[The data Boundary: Start]
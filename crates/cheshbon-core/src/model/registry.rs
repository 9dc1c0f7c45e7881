//! Transform registry: versioned transform definitions with stable
//! implementation fingerprints.
//!
//! `version` is informational only; the authoritative identity of an
//! implementation is `impl_fingerprint.digest` (bare 64-hex sha256).
//! History is append-only: snapshots are immutable and
//! [`TransformEntry::add_history_entry`] returns a new entry, leaving the
//! original untouched.

use serde::{Deserialize, Deserializer, Serialize};
use serde_json::Value;
use time::format_description::well_known::Iso8601;
use time::{OffsetDateTime, PrimitiveDateTime};

use crate::errors::{CheshbonError, CheshbonResult};
use crate::hash::{is_hex_digest, is_prefixed_digest, SHA256_PREFIX};

/// Transform implementation kind.
#[derive(Debug, Clone, Copy, PartialEq, Eq, Serialize, Deserialize)]
#[serde(rename_all = "snake_case")]
pub enum TransformKind {
    Builtin,
    ExternalSas,
    ExternalPy,
    TemplateSas,
}

/// Where an implementation fingerprint points.
#[derive(Debug, Clone, Copy, PartialEq, Eq, Serialize, Deserialize)]
#[serde(rename_all = "snake_case")]
pub enum FingerprintSource {
    Builtin,
    ExternalSas,
    ExternalPy,
    TemplateSas,
    File,
    Git,
}

impl FingerprintSource {
    pub fn as_str(&self) -> &'static str {
        match self {
            Self::Builtin => "builtin",
            Self::ExternalSas => "external_sas",
            Self::ExternalPy => "external_py",
            Self::TemplateSas => "template_sas",
            Self::File => "file",
            Self::Git => "git",
        }
    }
}

/// Transform signature with explicit input/output types. `output` is a
/// single type string, not a list.
#[derive(Debug, Clone, PartialEq, Eq, Serialize, Deserialize)]
#[serde(deny_unknown_fields)]
pub struct Signature {
    pub inputs: Vec<String>,
    pub output: String,
}

/// Structured fingerprint locating a transform implementation. `ref` is an
/// opaque identifier (path, module, git ref); only `digest` participates in
/// change detection.
#[derive(Debug, Clone, PartialEq, Eq, Serialize, Deserialize)]
pub struct ImplFingerprint {
    #[serde(default = "default_algo")]
    pub algo: String,
    pub source: FingerprintSource,
    pub r#ref: String,
    pub digest: String,
}

fn default_algo() -> String {
    "sha256".to_string()
}

impl ImplFingerprint {
    fn validate(&self) -> Result<(), String> {
        if self.algo != "sha256" {
            return Err(format!(
                "impl_fingerprint.algo must be 'sha256', got '{}'",
                self.algo
            ));
        }
        if !is_hex_digest(&self.digest) {
            return Err(format!(
                "impl_fingerprint.digest must be 64 hex characters (sha256), got '{}' (length {})",
                self.digest,
                self.digest.len()
            ));
        }
        Ok(())
    }
}

/// An immutable history snapshot of a transform's state at a point in time.
#[derive(Debug, Clone, PartialEq, Eq, Serialize, Deserialize)]
pub struct TransformHistory {
    pub timestamp: String,
    pub impl_fingerprint: ImplFingerprint,
    pub params_schema_hash: Option<String>,
    pub change_reason: Option<String>,
}

impl TransformHistory {
    fn validate(&self) -> Result<(), String> {
        validate_timestamp(&self.timestamp)?;
        self.impl_fingerprint.validate()?;
        validate_params_schema_hash(self.params_schema_hash.as_deref())?;
        Ok(())
    }
}

/// Timestamps are caller-injected ISO-8601 strings; the core never reads a
/// clock.
fn validate_timestamp(ts: &str) -> Result<(), String> {
    if OffsetDateTime::parse(ts, &Iso8601::DEFAULT).is_ok()
        || PrimitiveDateTime::parse(ts, &Iso8601::DEFAULT).is_ok()
    {
        Ok(())
    } else {
        Err(format!("timestamp must be ISO 8601 format, got '{ts}'"))
    }
}

fn validate_params_schema_hash(hash: Option<&str>) -> Result<(), String> {
    match hash {
        None => Ok(()),
        Some(h) if is_prefixed_digest(h) => Ok(()),
        Some(h) => Err(format!(
            "params_schema_hash must be '{SHA256_PREFIX}' + 64 hex characters, got '{h}'"
        )),
    }
}

/// A transform registry entry.
#[derive(Debug, Clone, PartialEq, Eq, Serialize)]
pub struct TransformEntry {
    pub id: String,
    pub version: String,
    pub kind: TransformKind,
    pub signature: Signature,
    pub params_schema_hash: Option<String>,
    pub impl_fingerprint: ImplFingerprint,
    pub history: Vec<TransformHistory>,
}

#[derive(Deserialize)]
struct TransformEntryRaw {
    id: String,
    version: String,
    kind: TransformKind,
    signature: Signature,
    #[serde(default)]
    params_schema_hash: Option<String>,
    impl_fingerprint: ImplFingerprint,
    #[serde(default)]
    history: Vec<TransformHistory>,
}

impl<'de> Deserialize<'de> for TransformEntry {
    fn deserialize<D>(deserializer: D) -> Result<Self, D::Error>
    where
        D: Deserializer<'de>,
    {
        let raw = TransformEntryRaw::deserialize(deserializer)?;
        TransformEntry::new(
            raw.id,
            raw.version,
            raw.kind,
            raw.signature,
            raw.params_schema_hash,
            raw.impl_fingerprint,
            raw.history,
        )
        .map_err(serde::de::Error::custom)
    }
}

impl TransformEntry {
    pub fn new(
        id: String,
        version: String,
        kind: TransformKind,
        signature: Signature,
        params_schema_hash: Option<String>,
        impl_fingerprint: ImplFingerprint,
        history: Vec<TransformHistory>,
    ) -> Result<Self, String> {
        if !id.starts_with("t:") {
            return Err(format!(
                "transform id '{id}' must start with 't:' (e.g. 't:ct_map')"
            ));
        }
        if id != id.to_lowercase() {
            return Err(format!(
                "transform id '{id}' must be lowercase with underscores (e.g. 't:ct_map', not 't:CT_MAP')"
            ));
        }
        validate_params_schema_hash(params_schema_hash.as_deref())?;
        impl_fingerprint.validate()?;
        for entry in &history {
            entry.validate()?;
        }
        Ok(Self {
            id,
            version,
            kind,
            signature,
            params_schema_hash,
            impl_fingerprint,
            history,
        })
    }

    /// The fingerprint digest in prefixed form.
    pub fn impl_hash(&self) -> String {
        format!("{SHA256_PREFIX}{}", self.impl_fingerprint.digest)
    }

    /// Append a history snapshot of the current state. Persistent update:
    /// returns a new entry, the original is unchanged.
    pub fn add_history_entry(
        &self,
        timestamp: &str,
        change_reason: Option<&str>,
    ) -> CheshbonResult<TransformEntry> {
        validate_timestamp(timestamp).map_err(CheshbonError::invalid_argument)?;
        let snapshot = TransformHistory {
            timestamp: timestamp.to_string(),
            impl_fingerprint: self.impl_fingerprint.clone(),
            params_schema_hash: self.params_schema_hash.clone(),
            change_reason: change_reason.map(str::to_string),
        };
        let mut next = self.clone();
        next.history.push(snapshot);
        Ok(next)
    }
}

/// Transform registry containing all available transforms. Ids are globally
/// unique; duplicates are a construction error.
#[derive(Debug, Clone, PartialEq, Eq, Serialize)]
pub struct TransformRegistry {
    pub registry_version: String,
    pub transforms: Vec<TransformEntry>,
}

#[derive(Deserialize)]
#[serde(deny_unknown_fields)]
struct TransformRegistryRaw {
    registry_version: String,
    transforms: Vec<TransformEntry>,
}

impl<'de> Deserialize<'de> for TransformRegistry {
    fn deserialize<D>(deserializer: D) -> Result<Self, D::Error>
    where
        D: Deserializer<'de>,
    {
        let raw = TransformRegistryRaw::deserialize(deserializer)?;
        TransformRegistry::new(raw.registry_version, raw.transforms)
            .map_err(serde::de::Error::custom)
    }
}

impl TransformRegistry {
    pub fn new(registry_version: String, transforms: Vec<TransformEntry>) -> Result<Self, String> {
        let mut seen = std::collections::BTreeSet::new();
        let mut duplicates = std::collections::BTreeSet::new();
        for t in &transforms {
            if !seen.insert(t.id.as_str()) {
                duplicates.insert(t.id.clone());
            }
        }
        if !duplicates.is_empty() {
            return Err(format!(
                "duplicate transform ids found: {}; transform ids must be globally unique",
                duplicates.into_iter().collect::<Vec<_>>().join(", ")
            ));
        }
        Ok(Self {
            registry_version,
            transforms,
        })
    }

    /// Parse a registry from a raw JSON document.
    pub fn from_value(value: &Value) -> CheshbonResult<Self> {
        serde_json::from_value(value.clone())
            .map_err(|e| CheshbonError::invalid_argument(format!("invalid registry: {e}")))
    }

    pub fn get_transform(&self, transform_ref: &str) -> Option<&TransformEntry> {
        if !transform_ref.starts_with("t:") {
            return None;
        }
        self.transforms.iter().find(|t| t.id == transform_ref)
    }

    pub fn has_transform(&self, transform_ref: &str) -> bool {
        self.get_transform(transform_ref).is_some()
    }

    pub fn all_ids(&self) -> Vec<String> {
        self.transforms.iter().map(|t| t.id.clone()).collect()
    }

    /// The normalized model as a JSON value, for input digests.
    pub fn to_value(&self) -> CheshbonResult<Value> {
        serde_json::to_value(self).map_err(|e| {
            CheshbonError::serialization(format!("failed to serialize registry: {e}"))
        })
    }
}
[The data Boundary: End]
_Work request_
Tell how many lines in the material hold the word "OffsetDateTime". Reply with the number only.

_The completed task_
2